INDIANAPOLIS, INDIANA
Inside a multi-storied red brick industrial warehouse a few blocks from Indianapolis Colts indoor football stadium, TOW YARD BREWING opened April 2014. A large concrete-floored facility serving local downtown businesses with expressive libations and good bar food, its sportsbar atmosphere certainly suits the basketball, hockey and football fans attending nearby games.
Tow Yard’s main 20-seat pergo wood-ceilinged bar and smaller right side 6-seat bar serve two community tables, several stooled tables, a backroom banquet area and wraparound front deck. An enormous well-kept beer can collection spreads across the spacious interior walls and an on-site deli provides sandwiches, burgers, chicken wings and salads to go alongside homemade draught beer.

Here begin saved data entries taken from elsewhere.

//! Nucleus/cytoplasm reconciliation.
//!
//! Nucleus and cytoplasm masks are drawn independently, so their ids
//! carry no relationship. [`stitch`] turns them into a [`CellMaskPack`]
//! in which id `k` names the same cell in both masks.
//!
//! # Algorithm
//!
//! 1. **Claims.** For every cytoplasm id `c`, ascending, the nucleus id
//!    with the largest overlap inside `c` is its claim. Equal overlaps
//!    go to the lowest nucleus id.
//! 2. **Pairing.** A nucleus claimed by several cytoplasm ids goes to
//!    the largest overlap; equal overlaps go to the lowest cytoplasm
//!    id. Each paired nucleus is then relabeled to its cytoplasm id.
//!    When that label is held by another nucleus the two labels are
//!    exchanged, so the relabeling is a permutation and every region
//!    keeps its pixel count.
//! 3. **Trim.** Nucleus pixels are removed from the cytoplasm mask.
//! 4. **Orphan nuclei.** Nucleus labels that are unpaired, exceed the
//!    largest cytoplasm id, or have no cytoplasm left are cleared.
//! 5. **Orphan cytoplasm.** Cytoplasm ids with no nucleus are cleared.
//!    This runs after step 4.
//! 6. **Resequence.** Surviving ids become `1..=N` in ascending
//!    cytoplasm order, applied identically to both masks.

use std::collections::{BTreeMap, BTreeSet};

use serde::{Deserialize, Serialize};

use crate::labels::{relabel, resequence_pair, retain_ids, subtract, unique_ids};
use crate::types::{CellMaskPack, LabelMask, PipelineError, ensure_dimensions};

/// The nucleus a cytoplasm region overlaps most.
#[derive(Debug, Clone, Copy, PartialEq, Eq)]
pub struct NucleusClaim {
    /// Claiming cytoplasm id.
    pub cytoplasm: u32,
    /// Claimed nucleus id.
    pub nucleus: u32,
    /// Overlap in pixels.
    pub area: u64,
}

/// Counts describing one stitch.
#[derive(Debug, Clone, Copy, Default, PartialEq, Eq, Serialize, Deserialize)]
pub struct StitchReport {
    /// Distinct nucleus ids in the input.
    pub nuclei: usize,
    /// Distinct cytoplasm ids in the input.
    pub cytoplasm: usize,
    /// Cytoplasm ids that overlapped at least one nucleus.
    pub claims: usize,
    /// Nuclei cleared in step 4.
    pub removed_nuclei: usize,
    /// Cytoplasm ids cleared in step 5.
    pub removed_cytoplasm: usize,
    /// Cells in the output.
    pub cells: usize,
}

/// Output of [`stitch`].
#[derive(Debug, Clone, PartialEq, Eq)]
pub struct Stitched {
    /// The paired masks.
    pub pack: CellMaskPack,
    /// Bookkeeping.
    pub report: StitchReport,
}

/// Step 1: the best nucleus for every cytoplasm id that overlaps one.
///
/// Claims are returned in ascending cytoplasm order.
///
/// # Errors
///
/// Returns [`PipelineError::DimensionMismatch`] if the masks differ in size.
pub fn claims(nucleus: &LabelMask, cytoplasm: &LabelMask) -> Result<Vec<NucleusClaim>, PipelineError> {
    ensure_dimensions(cytoplasm.dimensions(), nucleus.dimensions())?;

    let mut overlaps: BTreeMap<u32, BTreeMap<u32, u64>> = BTreeMap::new();
    for (&c, &n) in cytoplasm.as_raw().iter().zip(nucleus.as_raw()) {
        if c != 0 && n != 0 {
            *overlaps.entry(c).or_default().entry(n).or_insert(0) += 1;
        }
    }

    Ok(overlaps
        .into_iter()
        .filter_map(|(cytoplasm, nuclei)| {
            let mut best: Option<NucleusClaim> = None;
            for (nucleus, area) in nuclei {
                if best.is_none_or(|b| area > b.area) {
                    best = Some(NucleusClaim {
                        cytoplasm,
                        nucleus,
                        area,
                    });
                }
            }
            best
        })
        .collect())
}

/// Step 2a: keep one claim per nucleus.
///
/// Input must be in ascending cytoplasm order, as produced by
/// [`claims`]. Output is in ascending cytoplasm order.
#[must_use]
pub fn resolve_claims(claims: &[NucleusClaim]) -> Vec<NucleusClaim> {
    let mut by_nucleus: BTreeMap<u32, NucleusClaim> = BTreeMap::new();
    for claim in claims {
        match by_nucleus.get(&claim.nucleus) {
            Some(held) if held.area >= claim.area => {}
            _ => {
                by_nucleus.insert(claim.nucleus, *claim);
            }
        }
    }
    let mut pairs: Vec<NucleusClaim> = by_nucleus.into_values().collect();
    pairs.sort_by_key(|p| p.cytoplasm);
    pairs
}

/// Step 2b: the id permutation that gives each paired nucleus its
/// cytoplasm id.
///
/// Displaced labels move to the slot the paired nucleus vacated. Only
/// ids that change appear in the result.
#[must_use]
pub fn pairing_permutation(nucleus_ids: &BTreeSet<u32>, pairs: &[NucleusClaim]) -> BTreeMap<u32, u32> {
    // original id -> current label, and the inverse
    let mut label_of: BTreeMap<u32, u32> = nucleus_ids.iter().map(|&id| (id, id)).collect();
    let mut holder: BTreeMap<u32, u32> = label_of.clone();

    for pair in pairs {
        let Some(&current) = label_of.get(&pair.nucleus) else {
            continue;
        };
        let target = pair.cytoplasm;
        if current == target {
            continue;
        }
        if let Some(&displaced) = holder.get(&target) {
            label_of.insert(displaced, current);
            holder.insert(current, displaced);
        } else {
            holder.remove(&current);
        }
        label_of.insert(pair.nucleus, target);
        holder.insert(target, pair.nucleus);
    }

    label_of.into_iter().filter(|(from, to)| from != to).collect()
}

/// Reconcile independently labeled nucleus and cytoplasm masks.
///
/// See the module documentation for the steps.
///
/// # Errors
///
/// Returns [`PipelineError::DimensionMismatch`] if the masks differ in size.
pub fn stitch(nucleus: &LabelMask, cytoplasm: &LabelMask) -> Result<Stitched, PipelineError> {
    let nucleus_ids = unique_ids(nucleus);
    let claims = claims(nucleus, cytoplasm)?;
    let pairs = resolve_claims(&claims);
    let paired: BTreeSet<u32> = pairs.iter().map(|p| p.cytoplasm).collect();

    let mut nuc = nucleus.clone();
    relabel(&mut nuc, &pairing_permutation(&nucleus_ids, &pairs));

    let mut cyto = cytoplasm.clone();
    subtract(&mut cyto, &nuc)?;

    let cyto_ids = unique_ids(&cyto);
    let max_cyto = cyto_ids.last().copied().unwrap_or(0);
    retain_ids(&mut nuc, |id| {
        id <= max_cyto && paired.contains(&id) && cyto_ids.contains(&id)
    });

    let kept_nuclei = unique_ids(&nuc);
    retain_ids(&mut cyto, |id| kept_nuclei.contains(&id));

    let (nuc, cyto) = resequence_pair(&nuc, &cyto)?;

    let report = StitchReport {
        nuclei: nucleus_ids.len(),
        cytoplasm: unique_ids(cytoplasm).len(),
        claims: claims.len(),
        removed_nuclei: nucleus_ids.len() - kept_nuclei.len(),
        removed_cytoplasm: cyto_ids.len().saturating_sub(kept_nuclei.len()),
        cells: kept_nuclei.len(),
    };
    tracing::debug!(?report, "stitched nucleus and cytoplasm masks");

    Ok(Stitched {
        pack: CellMaskPack::new(nuc, cyto)?,
        report,
    })
}

#[cfg(test)]
#[allow(clippy::unwrap_used)]
mod tests {
    use super::*;
    use crate::labels::pixel_counts;

    fn rect(x: std::ops::Range<u32>, y: std::ops::Range<u32>) -> impl Fn(u32, u32) -> bool {
        move |px, py| x.contains(&px) && y.contains(&py)
    }

    fn ids(mask: &LabelMask) -> Vec<u32> {
        unique_ids(mask).into_iter().collect()
    }

    #[test]
    fn two_cells_are_paired_and_resequenced() {
        let a = rect(2..5, 2..5);
        let b = rect(12..15, 2..5);
        let nucleus = LabelMask::from_fn(20, 10, |x, y| {
            if a(x, y) {
                1
            } else if b(x, y) {
                2
            } else {
                0
            }
        });
        let cytoplasm = LabelMask::from_fn(20, 10, |x, y| {
            if x < 8 && y < 8 {
                5
            } else if (10..18).contains(&x) && y < 8 {
                6
            } else {
                0
            }
        });

        let Stitched { pack, report } = stitch(&nucleus, &cytoplasm).unwrap();

        assert_eq!(ids(&pack.nucleus), vec![1, 2]);
        assert_eq!(ids(&pack.cytoplasm), vec![1, 2]);
        assert_eq!(pack.nucleus.get(3, 3), 1);
        assert_eq!(pack.nucleus.get(13, 3), 2);
        assert_eq!(pack.cytoplasm.get(0, 0), 1);
        assert_eq!(pack.cytoplasm.get(3, 3), 0);
        let cyto_counts = pixel_counts(&pack.cytoplasm);
        assert_eq!(cyto_counts[&1], 64 - 9);
        assert_eq!(cyto_counts[&2], 64 - 9);
        assert_eq!(report.cells, 2);
        assert_eq!(pack.cell_count(), 2);
    }

    #[test]
    fn crossed_ids_are_swapped_not_merged() {
        // Nucleus 1 (9 px) sits inside cytoplasm 2, nucleus 2 (4 px) inside cytoplasm 1.
        let nucleus = LabelMask::from_fn(20, 10, |x, y| {
            if rect(2..5, 2..5)(x, y) {
                1
            } else if rect(12..14, 2..4)(x, y) {
                2
            } else {
                0
            }
        });
        let cytoplasm = LabelMask::from_fn(20, 10, |x, y| {
            if x < 8 && y < 8 {
                2
            } else if (10..18).contains(&x) && y < 8 {
                1
            } else {
                0
            }
        });

        let pack = stitch(&nucleus, &cytoplasm).unwrap().pack;

        assert_eq!(pack.nucleus.get(3, 3), pack.cytoplasm.get(0, 0));
        assert_eq!(pack.nucleus.get(12, 2), pack.cytoplasm.get(10, 0));
        let counts = pixel_counts(&pack.nucleus);
        assert_eq!(counts[&pack.nucleus.get(3, 3)], 9);
        assert_eq!(counts[&pack.nucleus.get(12, 2)], 4);
    }

    #[test]
    fn equal_overlap_goes_to_lowest_nucleus_id() {
        let nucleus = LabelMask::from_fn(10, 4, |x, _| match x {
            1 | 2 => 7,
            5 | 6 => 3,
            _ => 0,
        });
        let cytoplasm = LabelMask::from_fn(10, 4, |_, _| 1);
        let found = claims(&nucleus, &cytoplasm).unwrap();
        assert_eq!(
            found,
            vec![NucleusClaim {
                cytoplasm: 1,
                nucleus: 3,
                area: 8
            }]
        );
        let pack = stitch(&nucleus, &cytoplasm).unwrap().pack;
        assert_eq!(pack.nucleus.get(5, 0), 1);
        assert_eq!(pack.nucleus.get(1, 0), 0);
    }

    #[test]
    fn contested_nucleus_goes_to_largest_overlap() {
        let claims = [
            NucleusClaim {
                cytoplasm: 1,
                nucleus: 4,
                area: 3,
            },
            NucleusClaim {
                cytoplasm: 2,
                nucleus: 4,
                area: 10,
            },
            NucleusClaim {
                cytoplasm: 3,
                nucleus: 4,
                area: 10,
            },
        ];
        let pairs = resolve_claims(&claims);
        assert_eq!(pairs.len(), 1);
        assert_eq!(pairs[0].cytoplasm, 2);
    }

    #[test]
    fn permutation_swaps_displaced_labels() {
        let ids: BTreeSet<u32> = [1, 2, 3].into_iter().collect();
        let pairs = [NucleusClaim {
            cytoplasm: 3,
            nucleus: 1,
            area: 1,
        }];
        let perm = pairing_permutation(&ids, &pairs);
        assert_eq!(perm, BTreeMap::from([(1, 3), (3, 1)]));
    }

    #[test]
    fn permutation_moves_into_unused_label() {
        let ids: BTreeSet<u32> = [1, 2].into_iter().collect();
        let pairs = [NucleusClaim {
            cytoplasm: 9,
            nucleus: 2,
            area: 1,
        }];
        assert_eq!(pairing_permutation(&ids, &pairs), BTreeMap::from([(2, 9)]));
    }

    #[test]
    fn orphans_are_removed() {
        // Cytoplasm 1 has no nucleus; nucleus 8 lies outside every cytoplasm.
        let nucleus = LabelMask::from_fn(30, 10, |x, y| {
            if rect(12..14, 2..4)(x, y) {
                4
            } else if rect(25..28, 2..4)(x, y) {
                8
            } else {
                0
            }
        });
        let cytoplasm = LabelMask::from_fn(30, 10, |x, y| {
            if x < 8 && y < 8 {
                1
            } else if (10..18).contains(&x) && y < 8 {
                2
            } else {
                0
            }
        });
        let Stitched { pack, report } = stitch(&nucleus, &cytoplasm).unwrap();
        assert_eq!(ids(&pack.nucleus), vec![1]);
        assert_eq!(ids(&pack.cytoplasm), vec![1]);
        assert_eq!(pack.cytoplasm.get(0, 0), 0);
        assert_eq!(pack.nucleus.get(26, 2), 0);
        assert_eq!(report.removed_nuclei, 1);
        assert_eq!(report.removed_cytoplasm, 1);
    }

    #[test]
    fn fully_covered_cytoplasm_drops_its_cell() {
        let nucleus = LabelMask::from_fn(4, 4, |_, _| 1);
        let cytoplasm = LabelMask::from_fn(4, 4, |_, _| 1);
        let pack = stitch(&nucleus, &cytoplasm).unwrap().pack;
        assert!(pack.nucleus.is_blank());
        assert!(pack.cytoplasm.is_blank());
    }

    #[test]
    fn blank_inputs_stay_blank() {
        let blank = LabelMask::new(8, 8);
        let Stitched { pack, report } = stitch(&blank, &blank).unwrap();
        assert!(pack.nucleus.is_blank());
        assert_eq!(report, StitchReport::default());
    }

    #[test]
    fn size_mismatch_is_reported() {
        let err = stitch(&LabelMask::new(4, 4), &LabelMask::new(5, 4)).unwrap_err();
        assert!(matches!(err, PipelineError::DimensionMismatch { .. }));
    }
}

Purdue bio grad and head brewer, Tony Fleming (who replaced Indiana University alumni, Bradley Zimmerman), provides a wide array of stylistic brews – some of which are slightly off-the-beaten path.
Visited April 2016, I quaffed the three flagship beers first. Each of these approachable offerings are also available in cans for outside consumption.
Easygoing Goldie Hops Cream Ale placed spicy Saaz hops and honeyed wheat malts above a soft biscuit bottom. Using Goldie Hops as the base, Hook Up Shandler, a soda-like Radler shandy, brought ruby red grapefruit sweetness and tart lemonade-powdered granulated sugaring to the fore as iced tea nuances wavered below. Splendid Horsepower Double Pale Ale plied orange-spiced piney hop dryness and subtle peach-mango undertones to barley-grained Maris Otter malting.
Briskly dry-hopped moderation, Impound IPA, contrasted grapefruit-peeled orange rind bittering against sugar-spiced sweetness. English dark mild ale, Who’s That Brown Ale, tasted like day-old coffee with roasted chocolate tones and a brown-sugared candied walnut glaze riding above the light hop-charred bittering.
A bit unusual, classic brown-hued Japanese malt liquor, Beat Box Samurai, delivered sourly dark-roasted chocolate nuttiness and peated soy sauce brininess to earthen wood tones.
Dark-roasted coffee and chocolate dominated Creamy Behemoth Imperial Oatmeal Stout, deepening its mocha frontage with caramelized oats and wispy nuttiness.
My fave: Oatis Redding Imperial Red Ale retained a silken flow despite its heightened 11% ABV as roasted caramel malting, subtle bourbon sweetness and sugary oats coalesced above mild dry-hopped bittering.